Renewable energy is energy generated from natural resources—such as sunlight, wind, rain, tides, and geothermal heat—which are renewable (naturally replenished). In 2006, about 18% of global final energy consumption came from renewables, with 13% coming from traditional biomass, such as wood-burning. Hydroelectricity was the next largest renewable source, providing 3% of global energy consumption and 15% of global electricity generation.

Wind power is growing at the rate of 30 percent annually, with a worldwide installed capacity of 121,000 megawatts (MW) in 2008, and is widely used in European countries and the United States. The annual manufacturing output of the photovoltaics industry reached 6,900 MW in 2008, and photovoltaic (PV) power stations are popular in Germany and Spain. Solar thermal power stations operate in the USA and Spain, and the largest of these is the 354 MW SEGS power plant in the Mojave Desert. The world's largest geothermal power installation is The Geysers in California, with a rated capacity of 750 MW. Brazil has one of the largest renewable energy programs in the world, involving production of ethanol fuel from sugar cane, and ethanol now provides 18 percent of the country's automotive fuel. Ethanol fuel is also widely available in the USA. While most renewable energy projects and production is large-scale, renewable technologies are also suited to small off-grid applications, sometimes in rural and remote areas, where energy is often crucial in human development. Kenya has the world's highest household solar ownership rate with roughly 30,000 small (20–100 watt) solar power systems sold per year.

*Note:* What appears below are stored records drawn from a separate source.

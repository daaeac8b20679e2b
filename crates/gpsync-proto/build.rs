fn main() -> Result<(), Box<dyn std::error::Error>> {
    println!("cargo:rerun-if-changed=proto/supervisor.proto");
    let descriptors = protox::compile(["supervisor.proto"], ["proto"])?;
    tonic_build::configure()
        .build_server(false)
        .compile_fds(descriptors)?;
    Ok(())
}
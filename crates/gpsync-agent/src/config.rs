use std::env;
use std::path::PathBuf;
use std::time::Duration;

pub const DEFAULT_SUPERVISOR_ADDR: &str = "localhost:22999";
pub const DEFAULT_LOG_DIR: &str = ".gpsync/logs";
pub const PRIMARY_AGENT_BIN: &str = "/.supervisor/supervisor";
pub const LEGACY_AGENT_BIN: &str = "/theia/supervisor";

/// Raw command-line values; empty strings mean "not given".
#[derive(Clone, Debug, Default)]
pub struct ConfigFlags {
    pub supervisor_addr: String,
    pub dev_mode: bool,
    pub backoff_ms: u64,
    pub tmux_session: String,
    pub tmux_socket: String,
    pub terminal_poll_ms: u64,
    pub log_dir: String,
}

#[derive(Clone, Debug)]
pub struct AgentConfig {
    pub supervisor_addr: String,
    pub dev_mode: bool,
    pub backoff: Duration,
    pub tmux_session: Option<String>,
    /// Socket of the tmux server; tmux's default when unset.
    pub tmux_socket: Option<PathBuf>,
    pub terminal_poll: Duration,
    pub log_dir: String,
    pub log_stdout: bool,
    pub agent_bin: PathBuf,
    pub legacy_agent_bin: PathBuf,
}

impl AgentConfig {
    pub fn resolve(flags: ConfigFlags) -> Self {
        let tmux_session = pick(&flags.tmux_session, env::var("GPSYNC_TMUX_SESSION").ok(), "");
        let tmux_socket = pick(&flags.tmux_socket, env::var("GPSYNC_TMUX_SOCKET").ok(), "");
        Self {
            supervisor_addr: pick(
                &flags.supervisor_addr,
                env::var("SUPERVISOR_ADDR").ok(),
                DEFAULT_SUPERVISOR_ADDR,
            ),
            dev_mode: resolve_dev_mode(flags.dev_mode),
            backoff: Duration::from_millis(flags.backoff_ms.max(1)),
            tmux_session: (!tmux_session.is_empty()).then_some(tmux_session),
            tmux_socket: (!tmux_socket.is_empty()).then(|| PathBuf::from(tmux_socket)),
            terminal_poll: Duration::from_millis(flags.terminal_poll_ms.max(50)),
            log_dir: pick(&flags.log_dir, env::var("GPSYNC_LOG_DIR").ok(), DEFAULT_LOG_DIR),
            log_stdout: resolve_log_stdout(),
            agent_bin: PathBuf::from(PRIMARY_AGENT_BIN),
            legacy_agent_bin: PathBuf::from(LEGACY_AGENT_BIN),
        }
    }
}

/// Flag first, then the environment, then the default.
fn pick(flag: &str, env_value: Option<String>, default: &str) -> String {
    if !flag.trim().is_empty() {
        return flag.trim().to_string();
    }
    match env_value {
        Some(value) if !value.trim().is_empty() => value.trim().to_string(),
        _ => default.to_string(),
    }
}

fn resolve_dev_mode(flag: bool) -> bool {
    if flag {
        return true;
    }
    if let Some(enabled) = env::var("GPSYNC_DEV_MODE")
        .ok()
        .and_then(|value| parse_bool_env(&value))
    {
        return enabled;
    }
    env::var("VSCODE_DEV")
        .map(|value| !value.is_empty())
        .unwrap_or(false)
}

fn resolve_log_stdout() -> bool {
    env::var("GPSYNC_LOG_STDOUT")
        .ok()
        .and_then(|value| parse_bool_env(&value))
        .unwrap_or(false)
}

pub fn parse_bool_env(value: &str) -> Option<bool> {
    match value.trim() {
        "1" | "true" | "TRUE" | "yes" | "YES" | "on" | "ON" => Some(true),
        "0" | "false" | "FALSE" | "no" | "NO" | "off" | "OFF" => Some(false),
        _ => None,
    }
}
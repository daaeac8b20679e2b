use crate::config::AgentConfig;
use std::env;
use std::fs::{File, OpenOptions};
use std::io::{self, Write};
use std::path::{Path, PathBuf};
use std::sync::{Arc, Mutex, PoisonError};
use tracing_subscriber::{fmt::writer::BoxMakeWriter, EnvFilter};

type SharedLog = Arc<Mutex<File>>;

/// Keeps the log file open while the process runs.
pub struct LogGuard {
    path: Option<PathBuf>,
    _file: Option<SharedLog>,
}

impl LogGuard {
    pub fn path(&self) -> Option<&Path> {
        self.path.as_deref()
    }
}

/// Every place a formatted event is copied to.
#[derive(Clone)]
struct Sinks {
    stdout: bool,
    file: Option<SharedLog>,
}

impl Sinks {
    fn each(&self, mut op: impl FnMut(&mut dyn Write) -> io::Result<()>) {
        if self.stdout {
            let _ = op(&mut io::stdout());
        }
        if let Some(file) = &self.file {
            let mut file = file.lock().unwrap_or_else(PoisonError::into_inner);
            let _ = op(&mut *file);
        }
    }
}

// A failing sink never fails the event.
impl Write for Sinks {
    fn write(&mut self, buf: &[u8]) -> io::Result<usize> {
        self.each(|sink| sink.write_all(buf));
        Ok(buf.len())
    }

    fn flush(&mut self) -> io::Result<()> {
        self.each(|sink| sink.flush());
        Ok(())
    }
}

/// Installs the global subscriber. `label` names the log file, one per
/// subcommand, so concurrent invocations do not interleave.
pub fn init_logging(config: &AgentConfig, label: &str) -> Option<LogGuard> {
    let filter = EnvFilter::try_from_default_env()
        .unwrap_or_else(|_| EnvFilter::new(default_level(env::var("GPSYNC_LOG_LEVEL").ok())));

    let path = log_path(&config.log_dir, label);
    let file = match path.as_deref().map(open_log).transpose() {
        Ok(file) => file,
        Err(err) => {
            eprintln!("gpsync-agent: log file unavailable, logging to stdout: {err}");
            None
        }
    };
    let sinks = Sinks {
        stdout: config.log_stdout || file.is_none(),
        file: file.clone(),
    };

    tracing_subscriber::fmt()
        .with_env_filter(filter)
        .with_writer(BoxMakeWriter::new(move || sinks.clone()))
        .with_ansi(false)
        .try_init()
        .ok()?;

    Some(LogGuard {
        path: path.filter(|_| file.is_some()),
        _file: file,
    })
}

fn default_level(configured: Option<String>) -> String {
    configured
        .map(|level| level.trim().to_string())
        .filter(|level| !level.is_empty())
        .unwrap_or_else(|| "info".to_string())
}

fn log_path(log_dir: &str, label: &str) -> Option<PathBuf> {
    let log_dir = log_dir.trim();
    if log_dir.is_empty() {
        return None;
    }
    let label: String = label
        .chars()
        .map(|ch| if ch.is_ascii_alphanumeric() || ch == '-' { ch } else { '-' })
        .collect();
    Some(Path::new(log_dir).join(format!("gpsync-agent-{label}.log")))
}

fn open_log(path: &Path) -> io::Result<SharedLog> {
    if let Some(parent) = path.parent() {
        std::fs::create_dir_all(parent)?;
    }
    let file = OpenOptions::new().create(true).append(true).open(path)?;
    Ok(Arc::new(Mutex::new(file)))
}
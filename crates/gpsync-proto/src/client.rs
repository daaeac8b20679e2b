use tonic::transport::{Channel, Endpoint};

pub use crate::supervisor::status_service_client::StatusServiceClient;
pub use crate::supervisor::terminal_service_client::TerminalServiceClient;

/// Plaintext HTTP/2 channel to the supervisor. Nothing is dialed until the
/// first call, and the channel reconnects on its own after failures.
pub fn lazy_channel(addr: &str) -> Result<Channel, tonic::transport::Error> {
    let uri = if addr.contains("://") {
        addr.to_string()
    } else {
        format!("http://{addr}")
    };
    Ok(Endpoint::from_shared(uri)?.connect_lazy())
}
use tokio::sync::watch;

/// A value that is published at most once and stays readable afterwards.
///
/// Waiters that arrive after the value was published resolve immediately.
#[derive(Debug)]
pub struct OneShot<T> {
    slot: watch::Sender<Option<T>>,
}

impl<T: Clone> OneShot<T> {
    pub fn new() -> Self {
        let (slot, _) = watch::channel(None);
        Self { slot }
    }

    /// Publishes `value` unless a value was already published. Returns whether
    /// this call was the one that fired.
    pub fn fire(&self, value: T) -> bool {
        self.slot.send_if_modified(|slot| {
            if slot.is_some() {
                return false;
            }
            *slot = Some(value);
            true
        })
    }

    pub fn get(&self) -> Option<T> {
        self.slot.borrow().clone()
    }

    pub fn is_fired(&self) -> bool {
        self.slot.borrow().is_some()
    }

    pub async fn wait(&self) -> T {
        let mut rx = self.slot.subscribe();
        loop {
            if let Some(value) = rx.borrow_and_update().clone() {
                return value;
            }
            if rx.changed().await.is_err() {
                return std::future::pending().await;
            }
        }
    }
}

impl<T: Clone> Default for OneShot<T> {
    fn default() -> Self {
        Self::new()
    }
}
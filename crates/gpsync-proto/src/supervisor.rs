//! Messages and clients of the supervisor `StatusService` and
//! `TerminalService`, generated from `proto/supervisor.proto`.

tonic::include_proto!("supervisor");
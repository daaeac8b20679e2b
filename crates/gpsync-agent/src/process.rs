use async_trait::async_trait;
use std::io;
use std::path::{Path, PathBuf};

#[async_trait]
pub trait ProcessInspector: Send + Sync {
    /// Command names of the direct children of `pid`.
    async fn child_commands(&self, pid: u32) -> io::Result<Vec<String>>;
}

/// Reads the process table from procfs.
#[derive(Debug, Clone)]
pub struct ProcFs {
    root: PathBuf,
}

impl ProcFs {
    pub fn new() -> Self {
        Self::with_root("/proc")
    }

    pub fn with_root(root: impl Into<PathBuf>) -> Self {
        Self { root: root.into() }
    }
}

impl Default for ProcFs {
    fn default() -> Self {
        Self::new()
    }
}

#[async_trait]
impl ProcessInspector for ProcFs {
    async fn child_commands(&self, pid: u32) -> io::Result<Vec<String>> {
        let root = self.root.clone();
        tokio::task::spawn_blocking(move || scan_children(&root, pid))
            .await
            .map_err(|err| io::Error::new(io::ErrorKind::Other, err.to_string()))?
    }
}

fn scan_children(root: &Path, parent: u32) -> io::Result<Vec<String>> {
    let mut children = Vec::new();
    for entry in std::fs::read_dir(root)?.flatten() {
        let file_name = entry.file_name();
        if file_name.to_string_lossy().parse::<u32>().is_err() {
            continue;
        }
        // Processes can exit between listing and reading.
        let Ok(stat) = std::fs::read_to_string(entry.path().join("stat")) else {
            continue;
        };
        if let Some((comm, ppid)) = parse_stat(&stat) {
            if ppid == parent {
                children.push(comm);
            }
        }
    }
    children.sort();
    Ok(children)
}

/// Extracts `(comm, ppid)` from a `/proc/<pid>/stat` line. The command name is
/// wrapped in parentheses and may itself contain spaces or parentheses.
fn parse_stat(stat: &str) -> Option<(String, u32)> {
    let open = stat.find('(')?;
    let close = stat.rfind(')')?;
    if close <= open {
        return None;
    }
    let comm = stat[open + 1..close].to_string();
    let mut rest = stat[close + 1..].split_whitespace();
    let _state = rest.next()?;
    let ppid = rest.next()?.parse::<u32>().ok()?;
    Some((comm, ppid))
}
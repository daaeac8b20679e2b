use crate::process::ProcessInspector;
use crate::supervisor::RemoteTerminals;
use crate::terminal::{find_task_terminal, HostError, TerminalHost, TerminalInfo, TerminalSpec};
use gpsync_core::{TaskBatch, TaskRegistry, TaskState, TaskStatus};
use std::io;
use std::path::{Path, PathBuf};
use std::sync::Arc;
use thiserror::Error;
use tokio::sync::{mpsc, watch, OnceCell};
use tracing::{debug, error, info, warn};

/// Longest command name the kernel reports for a process.
const COMM_MAX_LEN: usize = 15;

#[derive(Debug, Error)]
pub enum ReconcileError {
    #[error("terminal host: {0}")]
    Host(#[from] HostError),
    #[error("cannot inspect children of pid {pid}: {source}")]
    Inspect {
        pid: u32,
        #[source]
        source: io::Error,
    },
    #[error("agent binary unavailable: {0}")]
    AgentBinary(String),
}

/// What reconciling one task did to its terminal.
#[derive(Debug, Clone, Copy, PartialEq, Eq)]
pub enum Reconciled {
    /// No local terminal is bound to the task.
    Unbound,
    Disposed,
    /// The task is neither running nor closed.
    Skipped,
    /// The bound terminal has no shell process yet.
    AwaitingShell,
    AlreadyAttached,
    Attached,
}

/// Location of the agent binary used to attach terminals.
///
/// Outside development mode the primary path is used as is. In development
/// mode the primary path must exist, otherwise the legacy path is tried. The
/// outcome is computed once.
#[derive(Debug)]
pub struct AgentBinary {
    primary: PathBuf,
    legacy: PathBuf,
    dev_mode: bool,
    resolved: OnceCell<Result<PathBuf, String>>,
}

impl AgentBinary {
    pub fn new(primary: impl Into<PathBuf>, legacy: impl Into<PathBuf>, dev_mode: bool) -> Self {
        Self {
            primary: primary.into(),
            legacy: legacy.into(),
            dev_mode,
            resolved: OnceCell::new(),
        }
    }

    pub async fn resolve(&self) -> Result<PathBuf, ReconcileError> {
        self.resolved
            .get_or_init(|| self.lookup())
            .await
            .clone()
            .map_err(ReconcileError::AgentBinary)
    }

    async fn lookup(&self) -> Result<PathBuf, String> {
        if !self.dev_mode {
            return Ok(self.primary.clone());
        }
        let primary_err = match tokio::fs::metadata(&self.primary).await {
            Ok(_) => return Ok(self.primary.clone()),
            Err(err) => err,
        };
        match tokio::fs::metadata(&self.legacy).await {
            Ok(_) => Ok(self.legacy.clone()),
            Err(_) => Err(format!("{}: {primary_err}", self.primary.display())),
        }
    }
}

pub fn attach_command(agent_bin: &Path, alias: &str) -> String {
    format!("{} terminal attach -ir {alias}", agent_bin.display())
}

/// Name the kernel would report for a process started from `path`.
fn process_name(path: &Path) -> String {
    let name = path
        .file_name()
        .map(|name| name.to_string_lossy().to_string())
        .unwrap_or_default();
    name.chars().take(COMM_MAX_LEN).collect()
}

/// Keeps local terminals in step with the supervisor's tasks.
pub struct TerminalReconciler {
    tasks: Arc<TaskRegistry>,
    host: Arc<dyn TerminalHost>,
    inspector: Arc<dyn ProcessInspector>,
    remote: Arc<dyn RemoteTerminals>,
    agent: AgentBinary,
}

impl TerminalReconciler {
    pub fn new(
        tasks: Arc<TaskRegistry>,
        host: Arc<dyn TerminalHost>,
        inspector: Arc<dyn ProcessInspector>,
        remote: Arc<dyn RemoteTerminals>,
        agent: AgentBinary,
    ) -> Self {
        Self {
            tasks,
            host,
            inspector,
            remote,
            agent,
        }
    }

    /// Drives the reconciler until shutdown.
    ///
    /// `updates` must be subscribed before the first tasks batch can arrive:
    /// initial terminals are created from the first batch, and that same batch
    /// is then reconciled like every later one.
    pub async fn run(
        &self,
        mut updates: mpsc::UnboundedReceiver<TaskBatch>,
        mut closed: mpsc::UnboundedReceiver<TerminalInfo>,
        mut shutdown: watch::Receiver<bool>,
    ) {
        let initial = tokio::select! {
            initial = self.tasks.first_batch() => initial,
            _ = shutdown_requested(&mut shutdown) => return,
        };
        info!(event = "reconciler_initial_tasks", count = initial.len());
        self.create_initial_terminals(&initial).await;

        let mut closed_open = true;
        loop {
            tokio::select! {
                _ = shutdown_requested(&mut shutdown) => break,
                batch = updates.recv() => match batch {
                    Some(batch) => {
                        self.update_terminals(&batch).await;
                    }
                    None => break,
                },
                terminal = closed.recv(), if closed_open => match terminal {
                    Some(terminal) => {
                        self.handle_terminal_closed(&terminal).await;
                    }
                    None => closed_open = false,
                },
            }
        }
        debug!(event = "reconciler_stopped");
    }

    /// Opens a tagged terminal for every task of the first batch that is not
    /// closed and has no terminal yet.
    pub async fn create_initial_terminals(&self, tasks: &[TaskStatus]) {
        for task in tasks {
            if task.is_closed() {
                continue;
            }
            if let Err(err) = self.ensure_terminal(task).await {
                warn!(
                    event = "task_terminal_init_failed",
                    task_id = %task.id,
                    error = %err,
                    "failed to initialize the task terminal"
                );
            }
        }
    }

    async fn ensure_terminal(&self, task: &TaskStatus) -> Result<(), ReconcileError> {
        let terminals = self.host.list_terminals().await?;
        if find_task_terminal(&terminals, &task.id).is_some() {
            return Ok(());
        }
        let spec = TerminalSpec::for_task(&task.id, task.presentation_name.clone());
        let terminal = self.host.create_terminal(&spec).await?;
        info!(
            event = "task_terminal_created",
            task_id = %task.id,
            terminal = %terminal.id
        );
        self.host.show_terminal(&terminal.id, false).await?;
        Ok(())
    }

    /// Reconciles every task of a batch. One task failing never stops the rest.
    pub async fn update_terminals(&self, tasks: &[TaskStatus]) -> Vec<Option<Reconciled>> {
        let mut outcomes = Vec::with_capacity(tasks.len());
        for task in tasks {
            match self.reconcile_task(task).await {
                Ok(outcome) => {
                    debug!(
                        event = "task_terminal_reconciled",
                        task_id = %task.id,
                        state = %task.state,
                        outcome = ?outcome
                    );
                    outcomes.push(Some(outcome));
                }
                Err(err) => {
                    warn!(
                        event = "task_terminal_update_failed",
                        task_id = %task.id,
                        error = %err,
                        "failed to update the task terminal"
                    );
                    outcomes.push(None);
                }
            }
        }
        outcomes
    }

    pub async fn reconcile_task(&self, task: &TaskStatus) -> Result<Reconciled, ReconcileError> {
        // Look at the live list: the user may have closed terminals meanwhile.
        let terminals = self.host.list_terminals().await?;
        let Some(terminal) = find_task_terminal(&terminals, &task.id) else {
            return Ok(Reconciled::Unbound);
        };
        match task.state {
            TaskState::Closed => {
                self.host.dispose_terminal(&terminal.id).await?;
                info!(
                    event = "task_terminal_disposed",
                    task_id = %task.id,
                    terminal = %terminal.id
                );
                return Ok(Reconciled::Disposed);
            }
            TaskState::Opening => return Ok(Reconciled::Skipped),
            TaskState::Running => {}
        }
        let Some(pid) = terminal.pid else {
            return Ok(Reconciled::AwaitingShell);
        };

        let (agent_bin, children) =
            tokio::join!(self.agent.resolve(), self.inspector.child_commands(pid));
        let agent_bin = agent_bin?;
        let children = children.map_err(|source| ReconcileError::Inspect { pid, source })?;
        let agent_name = process_name(&agent_bin);
        if children.iter().any(|child| *child == agent_name) {
            return Ok(Reconciled::AlreadyAttached);
        }

        let command = attach_command(&agent_bin, &task.terminal);
        self.host.send_text(&terminal.id, &command, true).await?;
        info!(
            event = "task_terminal_attached",
            task_id = %task.id,
            terminal = %terminal.id,
            alias = %task.terminal
        );
        Ok(Reconciled::Attached)
    }

    /// Closes the remote terminal of a running task whose local terminal went
    /// away. Returns whether a close request was sent.
    pub async fn handle_terminal_closed(&self, terminal: &TerminalInfo) -> bool {
        let Some(task_id) = terminal.task_id() else {
            return false;
        };
        let Some(task) = self.tasks.get(task_id) else {
            return false;
        };
        if !task.is_running() {
            return false;
        }
        match self.remote.close_terminal(&task.terminal).await {
            Ok(()) => info!(
                event = "remote_terminal_closed",
                task_id = %task.id,
                alias = %task.terminal
            ),
            Err(err) => error!(
                event = "remote_terminal_close_failed",
                task_id = %task.id,
                alias = %task.terminal,
                error = %err,
                "failed to close the remote terminal"
            ),
        }
        true
    }
}

async fn shutdown_requested(shutdown: &mut watch::Receiver<bool>) {
    let _ = shutdown.wait_for(|stop| *stop).await;
}
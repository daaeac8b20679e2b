use gpsync_core::PortRegistry;
use std::sync::Arc;
use std::time::Duration;

/// Looks up the externally reachable port for a forwarded local port.
#[derive(Debug, Clone)]
pub struct ExternalPortResolver {
    ports: Arc<PortRegistry>,
}

impl ExternalPortResolver {
    pub fn new(ports: Arc<PortRegistry>) -> Self {
        Self { ports }
    }

    /// Waits as long as it takes; see [`PortRegistry::resolve_external_port`].
    pub async fn resolve(&self, local_port: u32) -> u32 {
        self.ports.resolve_external_port(local_port).await
    }

    pub async fn resolve_within(&self, local_port: u32, timeout: Duration) -> Option<u32> {
        tokio::time::timeout(timeout, self.resolve(local_port))
            .await
            .ok()
    }
}
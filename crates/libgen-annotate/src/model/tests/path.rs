use crate::model::{PathParseError, PathSegment, PathTemplate, PathVariable};

fn variable(field_path: &[&str], segments: &[&str]) -> PathSegment {
  PathSegment::Variable(PathVariable {
    field_path: field_path.iter().map(ToString::to_string).collect(),
    segments: segments.iter().map(ToString::to_string).collect(),
  })
}

fn literal(text: &str) -> PathSegment {
  PathSegment::Literal(text.to_string())
}

#[test]
fn test_parse_templates() {
  let cases = [
    (
      "/v1/{name=projects/*/secrets/*}",
      vec![literal("v1"), variable(&["name"], &["projects", "*", "secrets", "*"])],
      None,
    ),
    (
      "/v1/{parent=projects/*}/secrets",
      vec![literal("v1"), variable(&["parent"], &["projects", "*"]), literal("secrets")],
      None,
    ),
    (
      "/v1/{secret.name=projects/*/secrets/*}:addVersion",
      vec![
        literal("v1"),
        variable(&["secret", "name"], &["projects", "*", "secrets", "*"]),
      ],
      Some("addVersion"),
    ),
    ("/v1/{name}", vec![literal("v1"), variable(&["name"], &["*"])], None),
    (
      "/v1/projects:search",
      vec![literal("v1"), literal("projects")],
      Some("search"),
    ),
    (
      "/v1/{name=projects/*/locations/**}",
      vec![literal("v1"), variable(&["name"], &["projects", "*", "locations", "**"])],
      None,
    ),
  ];

  for (input, segments, verb) in cases {
    let template = PathTemplate::parse(input).unwrap();
    assert_eq!(template.segments, segments, "failed for input {input:?}");
    assert_eq!(template.verb.as_deref(), verb, "failed for input {input:?}");
  }
}

#[test]
fn test_display_round_trips_canonical_form() {
  let cases = [
    "/v1/{name=projects/*/secrets/*}",
    "/v1/{parent=projects/*}/secrets",
    "/v1/{secret.name=projects/*/secrets/*}:addVersion",
    "/v1/{name}",
    "/v1/projects:search",
  ];
  for input in cases {
    let template: PathTemplate = input.parse().unwrap();
    assert_eq!(template.to_string(), input, "failed for input {input:?}");
  }
}

#[test]
fn test_parse_errors() {
  let cases: [(&str, fn(&PathParseError) -> bool); 6] = [
    ("v1/{name}", |e| matches!(e, PathParseError::MissingLeadingSlash { .. })),
    ("/v1/{name", |e| matches!(e, PathParseError::UnclosedBrace { .. })),
    ("/v1/name}", |e| matches!(e, PathParseError::UnmatchedClosingBrace { .. })),
    ("/v1/{a={b}}", |e| matches!(e, PathParseError::NestedBraces { .. })),
    ("/v1/{=projects/*}", |e| matches!(e, PathParseError::EmptyVariable { .. })),
    ("/v1//secrets", |e| matches!(e, PathParseError::EmptySegment { .. })),
  ];
  for (input, is_expected) in cases {
    let err = PathTemplate::parse(input).unwrap_err();
    assert!(is_expected(&err), "unexpected error {err:?} for input {input:?}");
  }
}

#[test]
fn test_variables_and_dotted_paths() {
  let template = PathTemplate::parse("/v1/{secret.name=projects/*}/{version}").unwrap();
  let paths = template.variables().map(PathVariable::dotted_path).collect::<Vec<_>>();
  assert_eq!(paths, ["secret.name", "version"]);
}

#[test]
fn test_serde_uses_template_string() {
  let template: PathTemplate = serde_json::from_str(r#""/v1/{name=projects/*}:cancel""#).unwrap();
  assert_eq!(template.verb.as_deref(), Some("cancel"));
  assert_eq!(
    serde_json::to_string(&template).unwrap(),
    r#""/v1/{name=projects/*}:cancel""#
  );
  assert!(serde_json::from_str::<PathTemplate>(r#""v1/missing-slash""#).is_err());
}
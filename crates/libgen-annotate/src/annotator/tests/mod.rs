mod oneof;
mod routing;
mod support;
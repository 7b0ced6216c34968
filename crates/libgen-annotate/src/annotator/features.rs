//! Per-service Cargo features.
//!
//! Each retained service contributes one feature. A type used by a service is
//! gated on that feature, so a crate built with a subset of features only
//! compiles the types those services need.

use itertools::Itertools;

use super::{
  AnnotationContext,
  annotations::{AnnotatedModel, FeatureGates, GateOperator},
  methods::RetainedService,
  metrics::{AnnotationStats, AnnotationWarning},
};

/// Feature names of the retained services, sorted and deduplicated.
pub(crate) fn all_features(services: &[RetainedService<'_>]) -> Vec<String> {
  services
    .iter()
    .map(|service| service.feature.clone())
    .sorted()
    .dedup()
    .collect()
}

/// Configured default features, or every service feature.
pub(crate) fn default_features(ctx: &AnnotationContext<'_>, all_features: &[String]) -> Vec<String> {
  ctx
    .options
    .default_features
    .clone()
    .unwrap_or_else(|| all_features.to_vec())
}

/// Gates own-package types on the features of the services that use them.
///
/// Gates only ever grow. Types no service reaches are gated on every feature
/// with `all`.
pub(crate) fn apply_feature_gates<'a>(
  ctx: &AnnotationContext<'a>,
  services: &[RetainedService<'a>],
  model: &mut AnnotatedModel,
) {
  for service in services {
    let used = ctx.types.reachable_from(service.seed_types());
    for id in used {
      if let Some(message) = model.messages.get_mut(id).filter(|m| !m.basic) {
        add_gate(&mut message.feature_gates, &service.feature);
      } else if let Some(enumeration) = model.enums.get_mut(id).filter(|e| !e.basic) {
        add_gate(&mut enumeration.feature_gates, &service.feature);
      }
    }
  }

  let every_feature = FeatureGates {
    features: services.iter().map(|service| service.feature.clone()).collect(),
    operator: GateOperator::All,
  };
  let ungated_messages = model
    .messages
    .values_mut()
    .filter(|m| !m.basic)
    .map(|m| &mut m.feature_gates);
  let ungated_enums = model
    .enums
    .values_mut()
    .filter(|e| !e.basic)
    .map(|e| &mut e.feature_gates);
  for gates in ungated_messages.chain(ungated_enums).filter(|gates| gates.is_empty()) {
    gates.clone_from(&every_feature);
  }
}

fn add_gate(gates: &mut FeatureGates, feature: &str) {
  gates.add(feature);
  gates.operator = GateOperator::Any;
}

/// Advises enabling per-service features for large crates built without them.
pub(crate) fn check_service_count(ctx: &AnnotationContext<'_>, retained: usize, stats: &mut AnnotationStats) {
  let threshold = ctx.options.service_advisory_threshold;
  if !ctx.options.per_service_features && retained > threshold {
    stats.record_warning(AnnotationWarning::ServiceCountAdvisory {
      count: retained,
      threshold,
    });
  }
}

Some renewable energy technologies are criticised for being intermittent or unsightly, yet the renewable energy market continues to grow. Climate change concerns coupled with high oil prices, peak oil and increasing government support are driving increasing renewable energy legislation, incentives and commercialization. New government spending, regulation, and policies should help the industry weather the 2009 economic crisis better than many other sectors.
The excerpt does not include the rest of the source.